Contributing Writer Chloe Parratt, ’20
My father is 51 years old and has never been on any serious, long-term medication or had a single surgery in his life. He has managed to stay fit for all fifty-one years, playing league tennis three times a week and outskiing me on family trips. My dad, who once was the healthiest guy I knew, was diagnosed with T-Cell ALL, an aggressive form of leukemia, in late April after feeling sick for only a week. Now, his life consists of weekly trips to the oncologist for blood transfusions and traveling to Rochester for specialized treatment.
Treatment like my dad’s or that of any kind, rare or common, is not cheap. For the growing number of those without health insurance, however, diagnoses can lead to financial ruin. In 2018, the Census Bureau reported that about 28 million people lacked health insurance for the entire year.
A local hospital, Crouse, estimates that the average cost of a three night stay for someone with a blood cell disorder, such as leukemia, would cost $15,200 with insurance only covering about $7,000. Having to pay out of pocket, no help provided, shouldn’t be the only other alternative.
When you receive a diagnosis, it’s frightening and the cost of treatment shouldn’t be just as scary. Diagnoses are not something a person is able to control and everyone deserves to have access to treatment that could bring some sort of normalcy.

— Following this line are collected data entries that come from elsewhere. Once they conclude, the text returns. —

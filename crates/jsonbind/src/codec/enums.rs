use std::{
    any::type_name,
    collections::{BTreeMap, BTreeSet},
    marker::PhantomData,
    sync::Arc,
};

use super::{
    CodecRegistry, DeserializerParameters, JsonDeserializer, JsonSerializer, MapDeserializer,
    MapKey, MapLike, MapSerializer, Mappable, Sequence, SequenceDeserializer, SequenceSerializer,
    SerializerParameters,
};
use crate::{
    context::{DeserializationContext, SerializationContext},
    error::{Error, Result},
    reader::JsonReader,
    writer::JsonWriter,
};

/// A fieldless enum written as the name of its constant.
///
/// `Ord` must follow declaration order, which `#[derive(PartialOrd, Ord)]`
/// does; [`EnumSet`] and [`EnumMap`] iterate in that order. Use
/// [`json_enum!`](crate::json_enum) to implement this trait together with
/// [`MapKey`] and [`Mappable`].
pub trait JsonEnum: MapKey + Copy + Send + Sync {
    /// Every constant, in declaration order.
    const VALUES: &'static [Self];

    /// The name written for this constant.
    fn name(self) -> &'static str;

    /// The constant written as `name`.
    #[must_use]
    fn from_name(name: &str) -> Option<Self> {
        Self::VALUES.iter().copied().find(|value| value.name() == name)
    }
}

pub(crate) fn unknown_constant<E>(name: &str) -> Error {
    Error::structural(format!(
        "Unknown constant \"{name}\" of enum {}",
        type_name::<E>()
    ))
}

/// Implements [`JsonEnum`], [`MapKey`] and [`Mappable`] for a fieldless enum.
///
/// ```
/// use jsonbind::{JsonEnum, ObjectMapper};
///
/// #[derive(Debug, Clone, Copy, PartialEq, Eq, PartialOrd, Ord)]
/// enum Size {
///     Small,
///     Large,
/// }
///
/// jsonbind::json_enum!(Size {
///     Small => "SMALL",
///     Large => "LARGE",
/// });
///
/// assert_eq!(Size::from_name("LARGE"), Some(Size::Large));
/// let mapper = ObjectMapper::<Vec<Size>>::new("sizes")?;
/// assert_eq!(mapper.write(&vec![Size::Small, Size::Large])?, r#"["SMALL","LARGE"]"#);
/// # Ok::<(), jsonbind::Error>(())
/// ```
#[macro_export]
macro_rules! json_enum {
    ($ty:ident { $($variant:ident => $name:literal),+ $(,)? }) => {
        impl $crate::JsonEnum for $ty {
            const VALUES: &'static [Self] = &[$($ty::$variant),+];

            fn name(self) -> &'static str {
                match self {
                    $($ty::$variant => $name),+
                }
            }
        }

        impl $crate::MapKey for $ty {
            fn to_key(&self) -> ::std::string::String {
                ::std::string::String::from($crate::JsonEnum::name(*self))
            }

            fn from_key(key: &str) -> $crate::Result<Self> {
                $crate::enum_from_key(key)
            }
        }

        impl $crate::Mappable for $ty {
            fn default_serializer(
                _: &$crate::CodecRegistry,
            ) -> $crate::Result<::std::sync::Arc<dyn $crate::JsonSerializer<Self>>> {
                ::std::result::Result::Ok(::std::sync::Arc::new($crate::EnumSerializer::new()))
            }

            fn default_deserializer(
                _: &$crate::CodecRegistry,
            ) -> $crate::Result<::std::sync::Arc<dyn $crate::JsonDeserializer<Self>>> {
                ::std::result::Result::Ok(::std::sync::Arc::new($crate::EnumDeserializer::new()))
            }
        }
    };
}

/// Parses a map key naming a constant of `E`.
///
/// # Errors
///
/// Fails with a structural error when `key` names no constant.
#[doc(hidden)]
pub fn enum_from_key<E: JsonEnum>(key: &str) -> Result<E> {
    E::from_name(key).ok_or_else(|| unknown_constant::<E>(key))
}

/// Writes the name of an enum constant.
pub struct EnumSerializer<E> {
    _enum: PhantomData<fn(E)>,
}

impl<E: JsonEnum> EnumSerializer<E> {
    /// Creates the serializer.
    #[must_use]
    pub fn new() -> Self {
        Self {
            _enum: PhantomData,
        }
    }
}

impl<E: JsonEnum> Default for EnumSerializer<E> {
    fn default() -> Self {
        Self::new()
    }
}

impl<E: JsonEnum> JsonSerializer<E> for EnumSerializer<E> {
    fn serialize(
        &self,
        writer: &mut JsonWriter,
        value: &E,
        _ctx: &mut SerializationContext,
        _params: &SerializerParameters,
    ) -> Result<()> {
        writer.value_str(value.name())
    }
}

/// Reads an enum constant from its name.
pub struct EnumDeserializer<E> {
    _enum: PhantomData<fn() -> E>,
}

impl<E: JsonEnum> EnumDeserializer<E> {
    /// Creates the deserializer.
    #[must_use]
    pub fn new() -> Self {
        Self {
            _enum: PhantomData,
        }
    }
}

impl<E: JsonEnum> Default for EnumDeserializer<E> {
    fn default() -> Self {
        Self::new()
    }
}

impl<E: JsonEnum> JsonDeserializer<E> for EnumDeserializer<E> {
    fn deserialize(
        &self,
        reader: &mut dyn JsonReader,
        ctx: &mut DeserializationContext,
        _params: &DeserializerParameters,
    ) -> Result<E> {
        let name = reader.next_string()?;
        E::from_name(&name).ok_or_else(|| ctx.trace_error(unknown_constant::<E>(&name), reader))
    }

    fn deserialize_nullable(
        &self,
        reader: &mut dyn JsonReader,
        ctx: &mut DeserializationContext,
        _params: &DeserializerParameters,
    ) -> Result<Option<E>> {
        let name = reader.next_string()?;
        match E::from_name(&name) {
            Some(value) => Ok(Some(value)),
            None if ctx.config().read_unknown_enum_values_as_null => Ok(None),
            None => Err(ctx.trace_error(unknown_constant::<E>(&name), reader)),
        }
    }
}

/// A set of enum constants, written as an array of names in declaration
/// order.
#[derive(Debug, Clone, PartialEq, Eq)]
pub struct EnumSet<E: JsonEnum>(BTreeSet<E>);

impl<E: JsonEnum> EnumSet<E> {
    /// Creates an empty set.
    #[must_use]
    pub fn new() -> Self {
        Self(BTreeSet::new())
    }

    /// Adds `value`, returning whether it was absent.
    pub fn insert(&mut self, value: E) -> bool {
        self.0.insert(value)
    }

    /// Removes `value`, returning whether it was present.
    pub fn remove(&mut self, value: E) -> bool {
        self.0.remove(&value)
    }

    /// Whether `value` is in the set.
    #[must_use]
    pub fn contains(&self, value: E) -> bool {
        self.0.contains(&value)
    }

    /// Number of constants in the set.
    #[must_use]
    pub fn len(&self) -> usize {
        self.0.len()
    }

    /// Whether the set is empty.
    #[must_use]
    pub fn is_empty(&self) -> bool {
        self.0.is_empty()
    }

    /// The constants in declaration order.
    pub fn iter(&self) -> impl Iterator<Item = E> + '_ {
        self.0.iter().copied()
    }
}

impl<E: JsonEnum> Default for EnumSet<E> {
    fn default() -> Self {
        Self::new()
    }
}

impl<E: JsonEnum> FromIterator<E> for EnumSet<E> {
    fn from_iter<I: IntoIterator<Item = E>>(iter: I) -> Self {
        Self(iter.into_iter().collect())
    }
}

impl<E: JsonEnum> Sequence for EnumSet<E> {
    type Item = E;

    fn len(&self) -> usize {
        self.0.len()
    }

    fn items(&self) -> impl Iterator<Item = &E> {
        self.0.iter()
    }

    fn push_item(&mut self, item: E) {
        self.0.insert(item);
    }

    fn take_items(&mut self) -> Vec<E> {
        std::mem::take(&mut self.0).into_iter().collect()
    }
}

impl<E: JsonEnum> Mappable for EnumSet<E> {
    fn default_serializer(_: &CodecRegistry) -> Result<Arc<dyn JsonSerializer<Self>>> {
        Ok(Arc::new(SequenceSerializer::new(Arc::new(
            EnumSerializer::<E>::new(),
        ))))
    }

    fn default_deserializer(_: &CodecRegistry) -> Result<Arc<dyn JsonDeserializer<Self>>> {
        Ok(Arc::new(SequenceDeserializer::new(Arc::new(
            EnumDeserializer::<E>::new(),
        ))))
    }
}

/// A map keyed by enum constants, written as an object whose property names
/// are the constant names, in declaration order.
#[derive(Debug, Clone, PartialEq, Eq)]
pub struct EnumMap<E: JsonEnum, V>(BTreeMap<E, V>);

impl<E: JsonEnum, V> EnumMap<E, V> {
    /// Creates an empty map.
    #[must_use]
    pub fn new() -> Self {
        Self(BTreeMap::new())
    }

    /// Sets the value of `key`, returning the previous one.
    pub fn insert(&mut self, key: E, value: V) -> Option<V> {
        self.0.insert(key, value)
    }

    /// The value of `key`.
    #[must_use]
    pub fn get(&self, key: E) -> Option<&V> {
        self.0.get(&key)
    }

    /// Removes the value of `key`.
    pub fn remove(&mut self, key: E) -> Option<V> {
        self.0.remove(&key)
    }

    /// Number of entries.
    #[must_use]
    pub fn len(&self) -> usize {
        self.0.len()
    }

    /// Whether the map is empty.
    #[must_use]
    pub fn is_empty(&self) -> bool {
        self.0.is_empty()
    }

    /// The entries in declaration order of the keys.
    pub fn iter(&self) -> impl Iterator<Item = (E, &V)> {
        self.0.iter().map(|(key, value)| (*key, value))
    }
}

impl<E: JsonEnum, V> Default for EnumMap<E, V> {
    fn default() -> Self {
        Self::new()
    }
}

impl<E: JsonEnum, V> FromIterator<(E, V)> for EnumMap<E, V> {
    fn from_iter<I: IntoIterator<Item = (E, V)>>(iter: I) -> Self {
        Self(iter.into_iter().collect())
    }
}

impl<E: JsonEnum, V: 'static> MapLike for EnumMap<E, V> {
    type Key = E;
    type Value = V;

    const SORTED: bool = true;

    fn len(&self) -> usize {
        self.0.len()
    }

    fn entries(&self) -> impl Iterator<Item = (&E, &V)> {
        self.0.iter()
    }

    fn entries_mut(&mut self) -> impl Iterator<Item = &mut V> {
        self.0.values_mut()
    }

    fn insert_entry(&mut self, key: E, value: V) {
        self.0.insert(key, value);
    }
}

impl<E: JsonEnum, V: Mappable> Mappable for EnumMap<E, V> {
    fn default_serializer(registry: &CodecRegistry) -> Result<Arc<dyn JsonSerializer<Self>>> {
        Ok(Arc::new(MapSerializer::new(registry.serializer::<V>()?)))
    }

    fn default_deserializer(registry: &CodecRegistry) -> Result<Arc<dyn JsonDeserializer<Self>>> {
        Ok(Arc::new(MapDeserializer::new(registry.deserializer::<V>()?)))
    }
}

Orphan drugs, those that treat rare conditions, have no competition and therefore will have whatever price tag the drug company puts on it. One of these drugs, Zolgensma, is the world’s most expensive, coming in at $2.1 million for the full treatment course. This drug treats spinal muscular atrophy, which affects about 30 newborns each month. Insured families don’t have to worry, there’s a payment option which spreads the hefty cost out over a five year period. Those paying out of pocket don’t have the luxury in most cases and may have to pass on a life-changing treatment for their child.
Common drug costs are also on the rise. Newer, longer-lasting insulin, that are changing the way diabetes is managed, can cost up to $1,813 per vial. With approximately 30 million people with diagnosed with either type 1 or 2 diabetes, there is a clear need for innovative insulin and charging a little under $2,000 dollars for each person is unjust.
Stories often come out about people ending up homeless over medical expenses that they couldn’t pay. With both rates of pharmaceutical prices and those uninsured on the rise, this is shaping up to be a common occurrence.
Having access to adequate healthcare and medication options is not just for those who fall into the higher tax brackets. Health shouldn’t have a paywall in front of it, it is a human right.